El Tribunal Electoral del Poder Judicial de la Federación (TEPJF) ha manifestado su reluctancia a anular elecciones, incluso ante la reciente reforma constitucional que permite la invalidación de una contienda electoral en caso de comprobarse injerencia extranjera e “influencia” en los electores. Los magistrados del TEPJF coinciden en que la nulidad de una elección es una medida extrema y solo debe considerarse cuando existan altos estándares probatorios que demuestren una clara vulneración de la voluntad de la ciudadanía. El magistrado presidente del TEPJF, Gilberto Bátiz, destacó que “la nulidad de la elección, en cualquier contexto, en términos punitivos, es la pena de muerte de una elección, el escenario menos deseable”. Bátiz enfatizó que lo que se busca en un contexto democrático es preservar la decisión tomada por los electores a través de los votos válidos.

La historia del TEPJF muestra que la anulación de elecciones ha sido un hecho extremadamente raro. Solo en unos pocos casos se ha procedido a la nulidad, generalmente cuando ha habido intervención de grupos delincuenciales que han afectado directamente el proceso electoral. Por ejemplo, en 2003, en Torreón, se dio el caso de los “Hombres de negro”, donde un grupo intimidó abiertamente a los electores, lo que llevó al TEPJF a anular la elección. Sin embargo, en otros casos, como en Las Margaritas, Chiapas, en 1997, la Sala Superior del TEPJF decidió no anular la elección, argumentando que hacerlo podría fomentar ataques similares en el futuro.
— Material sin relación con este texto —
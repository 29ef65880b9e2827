//! Configuration management
//!
//! Loads configuration from:
//! 1. Default values
//! 2. Configuration file (config/default.toml, config/local.toml)
//! 3. Environment variables (override)

use serde::Deserialize;
use std::net::IpAddr;

/// Main application configuration
#[derive(Debug, Clone, Deserialize)]
pub struct AppConfig {
    pub server: ServerConfig,
    pub backend: BackendConfig,
    pub auth: AuthConfig,
    pub logging: LoggingConfig,
}

/// Server configuration
#[derive(Debug, Clone, Deserialize)]
pub struct ServerConfig {
    /// Bind address (e.g., "0.0.0.0")
    pub host: String,
    /// Port number (e.g., 3000)
    pub port: u16,
    /// Public origin the browser sees (e.g., "https://app.example.com")
    ///
    /// Every redirect issued by the service is absolute against this origin,
    /// including the OAuth return address.
    pub base_url: String,
}

impl ServerConfig {
    /// Join a root-relative path onto the public origin.
    pub fn absolute_url(&self, path: &str) -> String {
        format!("{}{}", self.base_url.trim_end_matches('/'), path)
    }
}

/// Identity backend (GoTrue auth API) configuration
#[derive(Debug, Clone, Deserialize)]
pub struct BackendConfig {
    /// Project URL, e.g. "https://abcd.supabase.co"
    pub url: String,
    /// Publishable (anon) API key sent as `apikey`
    pub publishable_key: String,
    /// OAuth provider the sign-in button targets
    pub provider: String,
    /// Request timeout for backend calls
    pub timeout_seconds: u64,
}

/// Session cookie and auth route configuration
#[derive(Debug, Clone, Deserialize)]
pub struct AuthConfig {
    /// Base name of the session cookie (chunks are `<name>.0`, `<name>.1`, ...)
    pub cookie_name: String,
    /// Maximum characters per session cookie chunk (default: 3180)
    ///
    /// Counted before percent-encoding. Quotes and non-ASCII characters
    /// grow on the wire (`"` to 3 bytes, a CJK character to 9), so a chunk of
    /// such text can exceed the ~4 KB browsers accept per cookie. Lower this
    /// when user metadata is mostly non-ASCII.
    pub chunk_size: usize,
    /// Session cookie max age in seconds (default: 604800 = 7 days)
    pub session_max_age: i64,
    /// Path of the OAuth callback route
    pub callback_path: String,
    /// Where the callback lands when no `next` is given
    pub default_next: String,
    /// Error page every failed sign-in converges on
    pub error_path: String,
    /// Where unauthenticated visitors of protected pages are sent
    pub home_path: String,
}

impl AuthConfig {
    /// Cookie holding the PKCE code verifier between sign-in and callback
    pub fn code_verifier_cookie_name(&self) -> String {
        format!("{}-code-verifier", self.cookie_name)
    }
}

/// Logging configuration
#[derive(Debug, Clone, Deserialize)]
pub struct LoggingConfig {
    /// Log level: trace, debug, info, warn, error
    pub level: String,
    /// Log format: "pretty" or "json"
    pub format: String,
}

impl AppConfig {
    /// Load configuration from file and environment
    ///
    /// # Loading Order
    /// 1. Default values
    /// 2. config/default.toml (if exists)
    /// 3. config/local.toml (if exists)
    /// 4. Environment variables (AUTHBRIDGE__*)
    ///
    /// # Errors
    /// Returns error if configuration is invalid
    pub fn load() -> Result<Self, crate::error::AppError> {
        use config::{Config, Environment, File};

        let config = Config::builder()
            .set_default("server.host", "127.0.0.1")?
            .set_default("server.port", 3000)?
            .set_default("server.base_url", "http://localhost:3000")?
            .set_default("backend.provider", "google")?
            .set_default("backend.timeout_seconds", 30)?
            .set_default("auth.cookie_name", "sb-auth-token")?
            .set_default("auth.chunk_size", 3180)?
            .set_default("auth.session_max_age", 604800)?
            .set_default("auth.callback_path", "/auth/callback")?
            .set_default("auth.default_next", "/protected")?
            .set_default("auth.error_path", "/auth/auth-code-error")?
            .set_default("auth.home_path", "/")?
            .set_default("logging.level", "info")?
            .set_default("logging.format", "pretty")?
            .add_source(File::with_name("config/default").required(false))
            .add_source(File::with_name("config/local").required(false))
            .add_source(
                Environment::with_prefix("AUTHBRIDGE")
                    .separator("__")
                    .try_parsing(true),
            )
            .build()
            .map_err(|e| crate::error::AppError::Config(e.to_string()))?;

        let app_config: Self = config
            .try_deserialize()
            .map_err(|e| crate::error::AppError::Config(e.to_string()))?;
        app_config.validate()?;
        Ok(app_config)
    }

    pub(crate) fn validate(&self) -> Result<(), crate::error::AppError> {
        use crate::error::AppError;

        parse_http_url("server.base_url", &self.server.base_url)?;
        parse_http_url("backend.url", &self.backend.url)?;

        if self.backend.publishable_key.trim().is_empty() {
            return Err(AppError::Config(
                "backend.publishable_key must not be empty".to_string(),
            ));
        }

        if self.backend.provider.trim().is_empty() {
            return Err(AppError::Config(
                "backend.provider must not be empty".to_string(),
            ));
        }

        if !is_valid_cookie_name(&self.auth.cookie_name) {
            return Err(AppError::Config(format!(
                "auth.cookie_name {:?} is not a valid cookie name",
                self.auth.cookie_name
            )));
        }

        if self.auth.chunk_size == 0 {
            return Err(AppError::Config(
                "auth.chunk_size must be greater than 0".to_string(),
            ));
        }

        if self.auth.session_max_age <= 0 {
            return Err(AppError::Config(
                "auth.session_max_age must be greater than 0".to_string(),
            ));
        }

        for (key, path) in [
            ("auth.callback_path", &self.auth.callback_path),
            ("auth.default_next", &self.auth.default_next),
            ("auth.error_path", &self.auth.error_path),
            ("auth.home_path", &self.auth.home_path),
        ] {
            if !path.starts_with('/') {
                return Err(AppError::Config(format!("{key} must start with '/'")));
            }
        }

        Ok(())
    }

    /// Whether the public origin is plain http on a non-local host
    pub fn uses_insecure_public_origin(&self) -> bool {
        url::Url::parse(&self.server.base_url)
            .map(|url| {
                url.scheme() == "http" && !is_local_host(url.host_str().unwrap_or_default())
            })
            .unwrap_or(false)
    }
}

fn parse_http_url(key: &str, value: &str) -> Result<url::Url, crate::error::AppError> {
    let url = url::Url::parse(value)
        .map_err(|e| crate::error::AppError::Config(format!("{key}: {e}")))?;

    if !matches!(url.scheme(), "http" | "https") {
        return Err(crate::error::AppError::Config(format!(
            "{key} must be an http or https URL"
        )));
    }

    Ok(url)
}

fn is_valid_cookie_name(name: &str) -> bool {
    !name.is_empty()
        && name
            .chars()
            .all(|c| c.is_ascii_graphic() && !matches!(c, ';' | '=' | ',' | '"' | '\\'))
}

fn is_local_host(host: &str) -> bool {
    let host = host.trim_end_matches('.').to_ascii_lowercase();
    if host == "localhost" || host.ends_with(".localhost") {
        return true;
    }

    let unbracketed = host.trim_start_matches('[').trim_end_matches(']');
    if let Ok(ip) = unbracketed.parse::<IpAddr>() {
        return ip.is_loopback() || ip.is_unspecified();
    }

    false
}

#[cfg(test)]
impl AppConfig {
    /// Local development configuration with a placeholder backend.
    pub(crate) fn for_tests() -> Self {
        AppConfig {
            server: ServerConfig {
                host: "127.0.0.1".to_string(),
                port: 3000,
                base_url: "http://localhost:3000".to_string(),
            },
            backend: BackendConfig {
                url: "https://project.supabase.co".to_string(),
                publishable_key: "anon-key".to_string(),
                provider: "google".to_string(),
                timeout_seconds: 30,
            },
            auth: AuthConfig {
                cookie_name: "sb-auth-token".to_string(),
                chunk_size: 3180,
                session_max_age: 604_800,
                callback_path: "/auth/callback".to_string(),
                default_next: "/protected".to_string(),
                error_path: "/auth/auth-code-error".to_string(),
                home_path: "/".to_string(),
            },
            logging: LoggingConfig {
                level: "info".to_string(),
                format: "pretty".to_string(),
            },
        }
    }
}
Un caso intermedio se presentó en Michoacán en 2021, donde se invalidaron solo las casillas donde un grupo armado había intervenido, pero se preservó la votación legalmente recibida en las demás casillas.

La ponderación de la nulidad

El magistrado Felipe de la Mata Pizaña subrayó que la nulidad de una elección debe someterse a una evaluación rigurosa y a altos estándares probatorios. La experiencia del TEPJF muestra que la anulación de una elección debe ser una medida excepcional, reserve para casos en los que se haya producido una clara y grave violación de la voluntad de la ciudadanía. En este sentido, los magistrados del TEPJF coinciden en que la nulidad debe ser el último recurso, siempre que se hayan agotado todas las demás opciones para garantizar la integridad del proceso electoral. La declaración del magistrado Bátiz sobre la nulidad como “la pena de muerte de una elección” refleja la seriedad con la que el TEPJF aborda esta cuestión y su compromiso con la preservación de la democracia y la voluntad de los electores.